Es inaplazable discutir y definir la noción de patrimonio. Hace tiempo que la noción de Centro Histórico dejó de ser operante; no podemos olvidar que la ciudad de México fue construida encima de otra ciudad, para bien y para mal. Es un hecho insoslayable que cada vez que se decide erigir una nueva edificación, nos enfrentamos a la disyuntiva de mantener únicamente los restos arqueológicos o convivir con ellos. No es una discusión sencilla, lo sé; ya no debemos caer en el exceso que arrasó con los centros históricos de muchas ciudades, pero también es claro que el otro extremo -el del inmovilismo, el de no tocar una sola piedra antigua, el temor a lo Grande, a las ideas nuevas y a la cultura contemporánea- no es el camino más deseable. Todos sabemos que los antepasados construían sobre sus propios edificios, en un acto de gratitud cósmica y de apuesta al futuro, y no creo que las teocracias militaristas prehispánicas fueran mejores o peores que nuestros príncipes neoliberales. En el peor de los casos, en ambos el ímpetu constructivo es impulsado por intereses mezquinos y de poder, pero en el mejor, se procura dotar al espacio de más y mejores puntos de referencia y de orgullo ciudadano, proyectados por las mentes más lúcidas del momento.

¿Qué opinarían hoy los grupos ecologistas de la tala y el rasuramiento de un pedazo de cerro en el valle de Oaxaca para crear un centro urbano? ¿No es más lo que se obtuvo? ¿No es más esa maravilla llamada Monte Albán que un puñado de árboles ralos? Sospecho que son mejores los árboles que crecen ahí desde entonces, junto a esas piedras cortadas por el hombre. ¿No somos acaso mejores después de visitar ese pedazo de cosmos artificial? ¿Qué sería de ese fenómeno llamado Roma sin la aglomeración y congestionamiento de monumentos y épocas diversas? La discusión sobre los bienes históricos patrimoniales deberá ser bien razonada, más eficaz, menos monolítica y más amplia e incluyente. ¿Por qué nadie ha alzado la voz ante la construcción de ese par de infames torres de espejos al otro lado de Insurgentes que antes mencionaba y que, a mi juicio, merecerían ser destruidas antes de concluirse? También pertenecen a grupos igualmente poderosos, y no sólo afectan al entorno de la pirámide sino al más sutil y modesto de la Villa Olímpica, tan llena de significado. Nadie, que yo sepa, protestó cuando se cubrió de manera vulgar la pulida y bien diseñada fachada del Hotel María Isabel, robándonos un buen frente moderno de José Villagrán y violentando el contexto de uno de nuestros mejores símbolos: el çngel de la Independencia.

Ojalá que el nuevo Gobierno de la ciudad no caiga en la tentación populista de vetar la edificación.

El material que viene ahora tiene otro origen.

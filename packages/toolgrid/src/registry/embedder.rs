use async_trait::async_trait;
use serde::Deserialize;
use thiserror::Error;

#[derive(Error, Debug)]
pub enum EmbedError {
    #[error("embeddings request: {0}")]
    Request(#[from] reqwest::Error),
    #[error("embeddings response: {0}")]
    BadResponse(String),
}

/// The embeddings collaborator. The gateway only needs batch embedding;
/// provider specifics stay behind this trait.
#[async_trait]
pub trait Embedder: Send + Sync {
    fn model(&self) -> &str;
    async fn embed(&self, texts: &[String]) -> Result<Vec<Vec<f32>>, EmbedError>;
}

/// OpenAI-compatible `/v1/embeddings` client; active whenever an
/// embeddings API key is configured.
pub struct HttpEmbedder {
    client: reqwest::Client,
    url: String,
    api_key: String,
    model: String,
}

impl HttpEmbedder {
    pub const DEFAULT_URL: &'static str = "https://api.openai.com/v1/embeddings";
    pub const DEFAULT_MODEL: &'static str = "text-embedding-3-small";

    pub fn new(api_key: String, url: Option<String>, model: Option<String>) -> Self {
        Self {
            client: reqwest::Client::new(),
            url: url.unwrap_or_else(|| Self::DEFAULT_URL.to_string()),
            api_key,
            model: model.unwrap_or_else(|| Self::DEFAULT_MODEL.to_string()),
        }
    }
}

#[derive(Deserialize)]
struct EmbeddingsResponse {
    data: Vec<EmbeddingDatum>,
}

#[derive(Deserialize)]
struct EmbeddingDatum {
    index: usize,
    embedding: Vec<f32>,
}

#[async_trait]
impl Embedder for HttpEmbedder {
    fn model(&self) -> &str {
        &self.model
    }

    async fn embed(&self, texts: &[String]) -> Result<Vec<Vec<f32>>, EmbedError> {
        if texts.is_empty() {
            return Ok(Vec::new());
        }

        let response = self
            .client
            .post(&self.url)
            .bearer_auth(&self.api_key)
            .json(&serde_json::json!({
                "model": self.model,
                "input": texts,
            }))
            .timeout(std::time::Duration::from_secs(30))
            .send()
            .await?;

        if !response.status().is_success() {
            return Err(EmbedError::BadResponse(format!(
                "status {} from embeddings endpoint",
                response.status()
            )));
        }

        let body: EmbeddingsResponse = response.json().await?;
        if body.data.len() != texts.len() {
            return Err(EmbedError::BadResponse(format!(
                "expected {} embeddings, got {}",
                texts.len(),
                body.data.len()
            )));
        }

        let mut ordered = body.data;
        ordered.sort_by_key(|d| d.index);
        Ok(ordered.into_iter().map(|d| d.embedding).collect())
    }
}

La decisión sobre Cuicuilco puede ser una lección positiva pese a todo, si se sabe ver con calma y sin apasionamientos revanchistas. Es interesante apuntar que han sido los gobiernos socialistas europeos de los últimos tiempos los que han impulsado los mejores ejemplos de arquitectura y urbanismo moderno: el caso de la Francia de Mitterrand es bastante conocido; la España de Felipe González, ayudado de inteligentes alcaldes de izquierda como Pasqual Magarall en Barcelona, lograron reubicar a la península ibérica en el mapa de la historia contemporánea de la arquitectura; y recientemente, el flamante laborista Tony Blair debuta apoyando un gran edificio de exposiciones en Greenwich, diseñado por Sir Richard Rodgers, autor también de la magnífica sede de Lloyds en Londres. La ciudad de México está lista para su despegue: campo virgen para grandes intervenciones urbanas en vivienda, transporte y servicios, la recién descubierta inercia de la democracia y un partido de izquierda en la alcaldía, que espero no desperdicie la oportunidad de retomar la calidad arquitectónica y urbana de la ciudad de México, como se hizo en Cuicuilco.

* Lemoine, Bertrand, Eiffel, Ed. Stylos, Barcelona, 1986, pp. 86.